#### PROBLEM DETAILS
When a line contains the string "crate", it counts once; give the total of such lines in the entries below and nothing else.

Records drawn from a dataset
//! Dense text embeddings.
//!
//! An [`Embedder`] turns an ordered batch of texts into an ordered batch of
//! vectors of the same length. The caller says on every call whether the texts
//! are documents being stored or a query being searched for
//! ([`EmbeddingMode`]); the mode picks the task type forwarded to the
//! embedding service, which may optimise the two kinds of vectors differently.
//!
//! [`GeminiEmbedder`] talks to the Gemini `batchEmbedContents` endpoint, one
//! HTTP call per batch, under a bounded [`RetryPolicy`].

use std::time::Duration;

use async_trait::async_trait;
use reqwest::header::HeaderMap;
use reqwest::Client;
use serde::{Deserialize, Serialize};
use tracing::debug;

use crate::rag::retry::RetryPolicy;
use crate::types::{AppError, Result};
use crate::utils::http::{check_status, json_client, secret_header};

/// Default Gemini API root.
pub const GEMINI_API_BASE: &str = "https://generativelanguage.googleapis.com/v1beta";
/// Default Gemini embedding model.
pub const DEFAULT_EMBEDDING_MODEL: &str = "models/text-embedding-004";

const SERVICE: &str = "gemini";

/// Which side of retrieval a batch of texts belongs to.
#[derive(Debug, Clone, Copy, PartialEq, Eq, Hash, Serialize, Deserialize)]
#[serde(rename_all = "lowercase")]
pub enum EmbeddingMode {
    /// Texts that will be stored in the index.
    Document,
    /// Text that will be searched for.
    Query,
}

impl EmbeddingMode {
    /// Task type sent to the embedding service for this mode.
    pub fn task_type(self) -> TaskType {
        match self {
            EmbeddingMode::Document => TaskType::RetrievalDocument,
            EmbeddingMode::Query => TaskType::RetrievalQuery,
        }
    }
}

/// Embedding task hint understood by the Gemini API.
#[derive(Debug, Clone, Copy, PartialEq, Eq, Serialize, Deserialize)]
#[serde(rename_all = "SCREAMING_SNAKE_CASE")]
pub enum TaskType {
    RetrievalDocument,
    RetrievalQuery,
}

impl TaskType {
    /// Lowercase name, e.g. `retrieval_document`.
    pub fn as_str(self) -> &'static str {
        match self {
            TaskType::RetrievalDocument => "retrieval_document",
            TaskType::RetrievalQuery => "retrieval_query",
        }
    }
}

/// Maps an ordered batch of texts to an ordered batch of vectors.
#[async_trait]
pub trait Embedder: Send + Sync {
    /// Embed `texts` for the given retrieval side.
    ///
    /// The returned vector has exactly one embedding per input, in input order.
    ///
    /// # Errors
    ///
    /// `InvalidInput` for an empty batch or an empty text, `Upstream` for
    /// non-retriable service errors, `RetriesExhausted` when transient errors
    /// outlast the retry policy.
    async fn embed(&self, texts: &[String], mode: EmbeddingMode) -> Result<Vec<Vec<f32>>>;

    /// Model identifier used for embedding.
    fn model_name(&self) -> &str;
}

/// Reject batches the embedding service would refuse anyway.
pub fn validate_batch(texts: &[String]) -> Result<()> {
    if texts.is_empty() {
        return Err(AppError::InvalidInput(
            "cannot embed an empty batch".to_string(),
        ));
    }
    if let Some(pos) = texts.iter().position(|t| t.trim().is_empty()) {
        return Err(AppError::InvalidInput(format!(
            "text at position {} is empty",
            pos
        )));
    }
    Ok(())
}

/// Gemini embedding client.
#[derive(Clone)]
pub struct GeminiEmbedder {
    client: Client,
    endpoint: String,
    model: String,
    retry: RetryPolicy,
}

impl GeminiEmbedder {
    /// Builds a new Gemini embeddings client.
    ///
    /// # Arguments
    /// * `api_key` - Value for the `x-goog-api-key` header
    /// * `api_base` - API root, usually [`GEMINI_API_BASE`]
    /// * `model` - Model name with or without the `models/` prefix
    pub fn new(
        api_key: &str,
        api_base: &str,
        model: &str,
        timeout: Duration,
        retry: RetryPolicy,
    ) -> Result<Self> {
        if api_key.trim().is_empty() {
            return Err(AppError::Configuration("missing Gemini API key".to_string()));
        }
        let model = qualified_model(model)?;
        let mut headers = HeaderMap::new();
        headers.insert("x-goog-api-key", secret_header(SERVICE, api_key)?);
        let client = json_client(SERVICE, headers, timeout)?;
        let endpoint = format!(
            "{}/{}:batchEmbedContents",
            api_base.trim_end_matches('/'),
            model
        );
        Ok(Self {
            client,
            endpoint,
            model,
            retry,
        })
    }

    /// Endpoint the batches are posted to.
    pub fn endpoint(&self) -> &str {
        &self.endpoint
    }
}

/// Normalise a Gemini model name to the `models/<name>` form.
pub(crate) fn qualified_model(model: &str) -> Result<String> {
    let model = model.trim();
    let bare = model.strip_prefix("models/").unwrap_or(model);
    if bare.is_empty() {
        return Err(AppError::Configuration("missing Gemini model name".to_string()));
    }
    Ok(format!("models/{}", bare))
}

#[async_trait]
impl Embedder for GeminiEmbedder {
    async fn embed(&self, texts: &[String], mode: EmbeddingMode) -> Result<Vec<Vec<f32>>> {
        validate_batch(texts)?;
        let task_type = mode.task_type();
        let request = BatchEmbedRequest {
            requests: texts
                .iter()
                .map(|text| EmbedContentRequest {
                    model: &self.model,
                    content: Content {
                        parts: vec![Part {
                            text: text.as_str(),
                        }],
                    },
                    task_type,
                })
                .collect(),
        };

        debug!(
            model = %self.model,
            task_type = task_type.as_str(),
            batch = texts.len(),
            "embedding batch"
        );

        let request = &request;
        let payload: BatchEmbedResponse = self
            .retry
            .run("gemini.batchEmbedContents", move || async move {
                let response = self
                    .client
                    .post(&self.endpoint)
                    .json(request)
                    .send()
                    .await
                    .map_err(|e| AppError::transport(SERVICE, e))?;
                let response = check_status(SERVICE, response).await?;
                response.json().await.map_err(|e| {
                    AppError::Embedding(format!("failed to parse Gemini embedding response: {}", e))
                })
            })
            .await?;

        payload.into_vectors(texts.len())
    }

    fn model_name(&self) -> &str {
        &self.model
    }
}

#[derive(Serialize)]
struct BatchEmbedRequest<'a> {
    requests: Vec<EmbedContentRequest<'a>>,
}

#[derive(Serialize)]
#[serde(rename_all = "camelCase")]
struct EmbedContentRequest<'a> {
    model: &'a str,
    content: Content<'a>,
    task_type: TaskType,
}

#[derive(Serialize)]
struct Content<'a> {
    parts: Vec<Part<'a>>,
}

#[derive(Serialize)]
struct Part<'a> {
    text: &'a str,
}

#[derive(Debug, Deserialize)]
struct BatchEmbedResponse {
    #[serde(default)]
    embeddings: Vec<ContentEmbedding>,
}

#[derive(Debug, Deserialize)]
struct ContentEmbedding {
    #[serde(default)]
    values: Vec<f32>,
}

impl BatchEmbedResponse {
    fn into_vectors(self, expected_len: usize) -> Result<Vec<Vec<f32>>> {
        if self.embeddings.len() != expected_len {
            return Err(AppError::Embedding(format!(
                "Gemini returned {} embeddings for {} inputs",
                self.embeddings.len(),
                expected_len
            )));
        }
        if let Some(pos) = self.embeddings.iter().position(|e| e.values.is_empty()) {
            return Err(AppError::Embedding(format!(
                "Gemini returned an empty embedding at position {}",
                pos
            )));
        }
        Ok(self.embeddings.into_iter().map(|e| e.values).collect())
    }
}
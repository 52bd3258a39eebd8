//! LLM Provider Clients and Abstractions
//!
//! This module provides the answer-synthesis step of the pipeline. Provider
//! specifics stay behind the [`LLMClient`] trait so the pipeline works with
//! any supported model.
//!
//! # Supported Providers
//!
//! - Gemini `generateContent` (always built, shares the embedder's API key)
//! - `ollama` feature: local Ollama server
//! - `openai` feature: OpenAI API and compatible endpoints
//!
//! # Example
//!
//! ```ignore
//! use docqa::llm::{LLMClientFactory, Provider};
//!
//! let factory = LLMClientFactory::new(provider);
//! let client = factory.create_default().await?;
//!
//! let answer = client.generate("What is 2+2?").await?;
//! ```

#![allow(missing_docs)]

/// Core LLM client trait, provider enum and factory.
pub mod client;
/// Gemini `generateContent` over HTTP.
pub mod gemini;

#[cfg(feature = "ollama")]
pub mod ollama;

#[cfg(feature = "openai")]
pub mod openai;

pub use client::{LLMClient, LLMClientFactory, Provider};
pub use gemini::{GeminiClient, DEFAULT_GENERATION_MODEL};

#### ANSWER TO THE PROBLEM
4